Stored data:
---+---

//! CLI interface for the resume analyzer

use crate::config::{OutputFormat, MAX_THRESHOLD_PERCENT, MIN_THRESHOLD_PERCENT};
use clap::{Parser, Subcommand};
use std::path::PathBuf;

#[derive(Parser)]
#[command(name = "resume-analyzer")]
#[command(about = "Match a resume against a job description by skill similarity")]
#[command(long_about = "Extract skills from a resume (PDF, DOCX, TXT) and a job description, compare them with sentence embeddings, and produce a match score with a PDF report")]
pub struct Cli {
    #[command(subcommand)]
    pub command: Commands,

    /// Enable verbose logging
    #[arg(short, long, global = true)]
    pub verbose: bool,

    /// Configuration file path
    #[arg(short, long, global = true)]
    pub config: Option<PathBuf>,
}

#[derive(Subcommand)]
pub enum Commands {
    /// Analyze a resume against a job description
    Analyze {
        /// Path to resume file (PDF, DOCX, TXT)
        #[arg(short, long)]
        resume: Option<PathBuf>,

        /// Path to a job description file (PDF, DOCX, TXT)
        #[arg(short, long, conflicts_with = "job_text")]
        job: Option<PathBuf>,

        /// Job description text given inline
        #[arg(long)]
        job_text: Option<String>,

        /// Semantic match threshold in percent (50-90)
        #[arg(short, long, value_parser = clap::value_parser!(u8).range(MIN_THRESHOLD_PERCENT as i64..=MAX_THRESHOLD_PERCENT as i64))]
        threshold: Option<u8>,

        /// Embedding model to use (repo id, local directory or known model id)
        #[arg(short, long)]
        embedding: Option<String>,

        /// Output format: console, json, html
        #[arg(short, long)]
        output: Option<String>,

        /// Save formatted output to file
        #[arg(short, long)]
        save: Option<PathBuf>,

        /// Where to write the PDF report
        #[arg(long)]
        report: Option<PathBuf>,

        /// Skip writing the PDF report
        #[arg(long)]
        no_report: bool,

        /// Show extracted skill sets and the resume text preview
        #[arg(short, long)]
        detailed: bool,
    },

    /// List the skill vocabulary, or the skills found in a file or text
    Skills {
        /// Extract skills from this file
        #[arg(short, long, conflicts_with = "text")]
        file: Option<PathBuf>,

        /// Extract skills from this text
        #[arg(short, long)]
        text: Option<String>,
    },

    /// Embedding model management commands
    Models {
        #[command(subcommand)]
        action: ModelAction,
    },

    /// Show configuration
    Config {
        #[command(subcommand)]
        action: Option<ConfigAction>,
    },
}

#[derive(Subcommand)]
pub enum ModelAction {
    /// List known embedding models
    List,

    /// Download a model
    Download {
        /// Model id, name or HuggingFace repo ID
        model: String,

        /// Force re-download if model exists
        #[arg(short, long)]
        force: bool,
    },

    /// Remove a downloaded model
    Remove {
        /// Model id to remove
        model: String,
    },

    /// Show model information
    Info {
        /// Model id
        model: String,
    },
}

#[derive(Subcommand)]
pub enum ConfigAction {
    /// Show current configuration
    Show,

    /// Print the configuration file location
    Path,

    /// Reset configuration to defaults
    Reset,

    /// Set a configuration value
    Set {
        /// Configuration key (e.g., "matching.threshold_percent")
        key: String,

        /// Configuration value
        value: String,
    },
}

/// Parse and validate output format
pub fn parse_output_format(format: &str) -> Result<OutputFormat, String> {
    match format.to_lowercase().as_str() {
        "console" => Ok(OutputFormat::Console),
        "json" => Ok(OutputFormat::Json),
        "html" => Ok(OutputFormat::Html),
        _ => Err(format!("Invalid output format: {}. Supported: console, json, html", format)),
    }
}

#[cfg(test)]
mod tests {
    use super::*;
    use clap::CommandFactory;

    #[test]
    fn test_cli_definition() {
        Cli::command().debug_assert();
    }

    #[test]
    fn test_parse_analyze_args() {
        let cli = Cli::try_parse_from([
            "resume-analyzer", "analyze", "--resume", "cv.pdf", "--job-text", "python developer", "--threshold", "80",
        ])
        .unwrap();

        match cli.command {
            Commands::Analyze { resume, job_text, threshold, .. } => {
                assert_eq!(resume, Some(PathBuf::from("cv.pdf")));
                assert_eq!(job_text.as_deref(), Some("python developer"));
                assert_eq!(threshold, Some(80));
            }
            _ => panic!("expected analyze command"),
        }
    }

    #[test]
    fn test_threshold_range_enforced() {
        let result = Cli::try_parse_from([
            "resume-analyzer", "analyze", "--resume", "cv.pdf", "--job-text", "x", "--threshold", "95",
        ]);
        assert!(result.is_err());

        let result = Cli::try_parse_from([
            "resume-analyzer", "analyze", "--resume", "cv.pdf", "--job-text", "x", "--threshold", "49",
        ]);
        assert!(result.is_err());
    }

    #[test]
    fn test_job_sources_conflict() {
        let result = Cli::try_parse_from([
            "resume-analyzer", "analyze", "--resume", "cv.pdf", "--job", "job.txt", "--job-text", "x",
        ]);
        assert!(result.is_err());
    }

    #[test]
    fn test_parse_output_format() {
        assert_eq!(parse_output_format("JSON"), Ok(OutputFormat::Json));
        assert_eq!(parse_output_format("html"), Ok(OutputFormat::Html));
        assert!(parse_output_format("pdf").is_err());
    }
}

---+---

- **Action item**:
Using the records above as the source, restate each line verbatim.

- **Task result**:
//! CLI interface for the resume analyzer

use crate::config::{OutputFormat, MAX_THRESHOLD_PERCENT, MIN_THRESHOLD_PERCENT};
use clap::{Parser, Subcommand};
use std::path::PathBuf;

#[derive(Parser)]
#[command(name = "resume-analyzer")]
#[command(about = "Match a resume against a job description by skill similarity")]
#[command(long_about = "Extract skills from a resume (PDF, DOCX, TXT) and a job description, compare them with sentence embeddings, and produce a match score with a PDF report")]
pub struct Cli {
    #[command(subcommand)]
    pub command: Commands,

    /// Enable verbose logging
    #[arg(short, long, global = true)]
    pub verbose: bool,

    /// Configuration file path
    #[arg(short, long, global = true)]
    pub config: Option<PathBuf>,
}

#[derive(Subcommand)]
pub enum Commands {
    /// Analyze a resume against a job description
    Analyze {
        /// Path to resume file (PDF, DOCX, TXT)
        #[arg(short, long)]
        resume: Option<PathBuf>,

        /// Path to a job description file (PDF, DOCX, TXT)
        #[arg(short, long, conflicts_with = "job_text")]
        job: Option<PathBuf>,

        /// Job description text given inline
        #[arg(long)]
        job_text: Option<String>,

        /// Semantic match threshold in percent (50-90)
        #[arg(short, long, value_parser = clap::value_parser!(u8).range(MIN_THRESHOLD_PERCENT as i64..=MAX_THRESHOLD_PERCENT as i64))]
        threshold: Option<u8>,

        /// Embedding model to use (repo id, local directory or known model id)
        #[arg(short, long)]
        embedding: Option<String>,

        /// Output format: console, json, html
        #[arg(short, long)]
        output: Option<String>,

        /// Save formatted output to file
        #[arg(short, long)]
        save: Option<PathBuf>,

        /// Where to write the PDF report
        #[arg(long)]
        report: Option<PathBuf>,

        /// Skip writing the PDF report
        #[arg(long)]
        no_report: bool,

        /// Show extracted skill sets and the resume text preview
        #[arg(short, long)]
        detailed: bool,
    },

    /// List the skill vocabulary, or the skills found in a file or text
    Skills {
        /// Extract skills from this file
        #[arg(short, long, conflicts_with = "text")]
        file: Option<PathBuf>,

        /// Extract skills from this text
        #[arg(short, long)]
        text: Option<String>,
    },

    /// Embedding model management commands
    Models {
        #[command(subcommand)]
        action: ModelAction,
    },

    /// Show configuration
    Config {
        #[command(subcommand)]
        action: Option<ConfigAction>,
    },
}

#[derive(Subcommand)]
pub enum ModelAction {
    /// List known embedding models
    List,

    /// Download a model
    Download {
        /// Model id, name or HuggingFace repo ID
        model: String,

        /// Force re-download if model exists
        #[arg(short, long)]
        force: bool,
    },

    /// Remove a downloaded model
    Remove {
        /// Model id to remove
        model: String,
    },

    /// Show model information
    Info {
        /// Model id
        model: String,
    },
}

#[derive(Subcommand)]
pub enum ConfigAction {
    /// Show current configuration
    Show,

    /// Print the configuration file location
    Path,

    /// Reset configuration to defaults
    Reset,

    /// Set a configuration value
    Set {
        /// Configuration key (e.g., "matching.threshold_percent")
        key: String,

        /// Configuration value
        value: String,
    },
}

/// Parse and validate output format
pub fn parse_output_format(format: &str) -> Result<OutputFormat, String> {
    match format.to_lowercase().as_str() {
        "console" => Ok(OutputFormat::Console),
        "json" => Ok(OutputFormat::Json),
        "html" => Ok(OutputFormat::Html),
        _ => Err(format!("Invalid output format: {}. Supported: console, json, html", format)),
    }
}

#[cfg(test)]
mod tests {
    use super::*;
    use clap::CommandFactory;

    #[test]
    fn test_cli_definition() {
        Cli::command().debug_assert();
    }

    #[test]
    fn test_parse_analyze_args() {
        let cli = Cli::try_parse_from([
            "resume-analyzer", "analyze", "--resume", "cv.pdf", "--job-text", "python developer", "--threshold", "80",
        ])
        .unwrap();

        match cli.command {
            Commands::Analyze { resume, job_text, threshold, .. } => {
                assert_eq!(resume, Some(PathBuf::from("cv.pdf")));
                assert_eq!(job_text.as_deref(), Some("python developer"));
                assert_eq!(threshold, Some(80));
            }
            _ => panic!("expected analyze command"),
        }
    }

    #[test]
    fn test_threshold_range_enforced() {
        let result = Cli::try_parse_from([
            "resume-analyzer", "analyze", "--resume", "cv.pdf", "--job-text", "x", "--threshold", "95",
        ]);
        assert!(result.is_err());

        let result = Cli::try_parse_from([
            "resume-analyzer", "analyze", "--resume", "cv.pdf", "--job-text", "x", "--threshold", "49",
        ]);
        assert!(result.is_err());
    }

    #[test]
    fn test_job_sources_conflict() {
        let result = Cli::try_parse_from([
            "resume-analyzer", "analyze", "--resume", "cv.pdf", "--job", "job.txt", "--job-text", "x",
        ]);
        assert!(result.is_err());
    }

    #[test]
    fn test_parse_output_format() {
        assert_eq!(parse_output_format("JSON"), Ok(OutputFormat::Json));
        assert_eq!(parse_output_format("html"), Ok(OutputFormat::Html));
        assert!(parse_output_format("pdf").is_err());
    }
}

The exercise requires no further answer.